Listed records:

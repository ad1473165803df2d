//! Invocation of the external scanner.

use crate::error::{Result, SecureThisError};
use crate::merge::CONTAINER_OUTPUT_DIR;
use std::ffi::OsString;
use std::path::{Path, PathBuf};
use std::process::Command;

/// Default container runtime executable.
pub const DEFAULT_DOCKER_PROGRAM: &str = "docker";

/// Default scanner image.
pub const DEFAULT_SCANNER_IMAGE: &str = "fluidattacks/cli:arm64";

/// Mount point of the project root inside the container.
pub const CONTAINER_TARGET_DIR: &str = "/scan-target";

/// Mount point of the merged config inside the container.
pub const CONTAINER_CONFIG_PATH: &str = "/temp-merged-config/config.yaml";

/// Everything the scanner needs for one run.
#[derive(Debug, Clone, PartialEq, Eq)]
pub struct ScanInvocation {
    /// Mounted read-only
    pub project_root: PathBuf,
    /// Mounted read-write
    pub output_dir: PathBuf,
    /// Mounted read-only
    pub merged_config_path: PathBuf,
}

/// Runs the external scanner to completion.
///
/// Implementations block until the scan has finished. Any failure, whether
/// the process could not start or exited non-zero, is reported as
/// [`SecureThisError::ScanExecution`].
pub trait ScanRunner {
    fn run(&self, invocation: &ScanInvocation) -> Result<()>;
}

/// Runs the Fluid Attacks scanner in a Docker container.
#[derive(Debug, Clone, PartialEq, Eq)]
pub struct DockerRunner {
    pub program: String,
    pub image: String,
}

impl Default for DockerRunner {
    fn default() -> Self {
        Self {
            program: DEFAULT_DOCKER_PROGRAM.to_string(),
            image: DEFAULT_SCANNER_IMAGE.to_string(),
        }
    }
}

impl DockerRunner {
    #[must_use]
    pub fn new(program: impl Into<String>, image: impl Into<String>) -> Self {
        Self {
            program: program.into(),
            image: image.into(),
        }
    }

    /// Arguments passed to the container runtime.
    #[must_use]
    pub fn args(&self, invocation: &ScanInvocation) -> Vec<OsString> {
        vec![
            "run".into(),
            "--rm".into(),
            "-v".into(),
            mount(&invocation.project_root, CONTAINER_TARGET_DIR, true),
            "-v".into(),
            mount(&invocation.output_dir, CONTAINER_OUTPUT_DIR, false),
            "-v".into(),
            mount(&invocation.merged_config_path, CONTAINER_CONFIG_PATH, true),
            self.image.clone().into(),
            "skims".into(),
            "scan".into(),
            CONTAINER_CONFIG_PATH.into(),
        ]
    }
}

impl ScanRunner for DockerRunner {
    fn run(&self, invocation: &ScanInvocation) -> Result<()> {
        let args = self.args(invocation);
        tracing::info!("Running Fluid Attacks container {}", self.image);
        tracing::debug!(
            "Executing: {} {}",
            self.program,
            args.iter()
                .map(|a| a.to_string_lossy())
                .collect::<Vec<_>>()
                .join(" ")
        );

        let status = Command::new(&self.program).args(&args).status().map_err(|e| {
            SecureThisError::scan_execution(format!(
                "could not start `{}`: {e}. Ensure Docker is running and the image {} is available.",
                self.program, self.image
            ))
        })?;

        if status.success() {
            Ok(())
        } else {
            Err(SecureThisError::scan_execution(format!(
                "`{} run {}` exited with {status}",
                self.program, self.image
            )))
        }
    }
}

fn mount(host: &Path, container: &str, read_only: bool) -> OsString {
    let mut spec = host.as_os_str().to_os_string();
    spec.push(":");
    spec.push(container);
    if read_only {
        spec.push(":ro");
    }
    spec
}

Your assignment:
Reproduce the entire listing. Keep every word as it is.

The answer:
repository ad1473165803df2d
//! Invocation of the external scanner.

use crate::error::{Result, SecureThisError};
use crate::merge::CONTAINER_OUTPUT_DIR;
use std::ffi::OsString;
use std::path::{Path, PathBuf};
use std::process::Command;

/// Default container runtime executable.
pub const DEFAULT_DOCKER_PROGRAM: &str = "docker";

/// Default scanner image.
pub const DEFAULT_SCANNER_IMAGE: &str = "fluidattacks/cli:arm64";

/// Mount point of the project root inside the container.
pub const CONTAINER_TARGET_DIR: &str = "/scan-target";

/// Mount point of the merged config inside the container.
pub const CONTAINER_CONFIG_PATH: &str = "/temp-merged-config/config.yaml";

/// Everything the scanner needs for one run.
#[derive(Debug, Clone, PartialEq, Eq)]
pub struct ScanInvocation {
    /// Mounted read-only
    pub project_root: PathBuf,
    /// Mounted read-write
    pub output_dir: PathBuf,
    /// Mounted read-only
    pub merged_config_path: PathBuf,
}

/// Runs the external scanner to completion.
///
/// Implementations block until the scan has finished. Any failure, whether
/// the process could not start or exited non-zero, is reported as
/// [`SecureThisError::ScanExecution`].
pub trait ScanRunner {
    fn run(&self, invocation: &ScanInvocation) -> Result<()>;
}

/// Runs the Fluid Attacks scanner in a Docker container.
#[derive(Debug, Clone, PartialEq, Eq)]
pub struct DockerRunner {
    pub program: String,
    pub image: String,
}

impl Default for DockerRunner {
    fn default() -> Self {
        Self {
            program: DEFAULT_DOCKER_PROGRAM.to_string(),
            image: DEFAULT_SCANNER_IMAGE.to_string(),
        }
    }
}

impl DockerRunner {
    #[must_use]
    pub fn new(program: impl Into<String>, image: impl Into<String>) -> Self {
        Self {
            program: program.into(),
            image: image.into(),
        }
    }

    /// Arguments passed to the container runtime.
    #[must_use]
    pub fn args(&self, invocation: &ScanInvocation) -> Vec<OsString> {
        vec![
            "run".into(),
            "--rm".into(),
            "-v".into(),
            mount(&invocation.project_root, CONTAINER_TARGET_DIR, true),
            "-v".into(),
            mount(&invocation.output_dir, CONTAINER_OUTPUT_DIR, false),
            "-v".into(),
            mount(&invocation.merged_config_path, CONTAINER_CONFIG_PATH, true),
            self.image.clone().into(),
            "skims".into(),
            "scan".into(),
            CONTAINER_CONFIG_PATH.into(),
        ]
    }
}

impl ScanRunner for DockerRunner {
    fn run(&self, invocation: &ScanInvocation) -> Result<()> {
        let args = self.args(invocation);
        tracing::info!("Running Fluid Attacks container {}", self.image);
        tracing::debug!(
            "Executing: {} {}",
            self.program,
            args.iter()
                .map(|a| a.to_string_lossy())
                .collect::<Vec<_>>()
                .join(" ")
        );

        let status = Command::new(&self.program).args(&args).status().map_err(|e| {
            SecureThisError::scan_execution(format!(
                "could not start `{}`: {e}. Ensure Docker is running and the image {} is available.",
                self.program, self.image
            ))
        })?;

        if status.success() {
            Ok(())
        } else {
            Err(SecureThisError::scan_execution(format!(
                "`{} run {}` exited with {status}",
                self.program, self.image
            )))
        }
    }
}

fn mount(host: &Path, container: &str, read_only: bool) -> OsString {
    let mut spec = host.as_os_str().to_os_string();
    spec.push(":");
    spec.push(container);
    if read_only {
        spec.push(":ro");
    }
    spec
}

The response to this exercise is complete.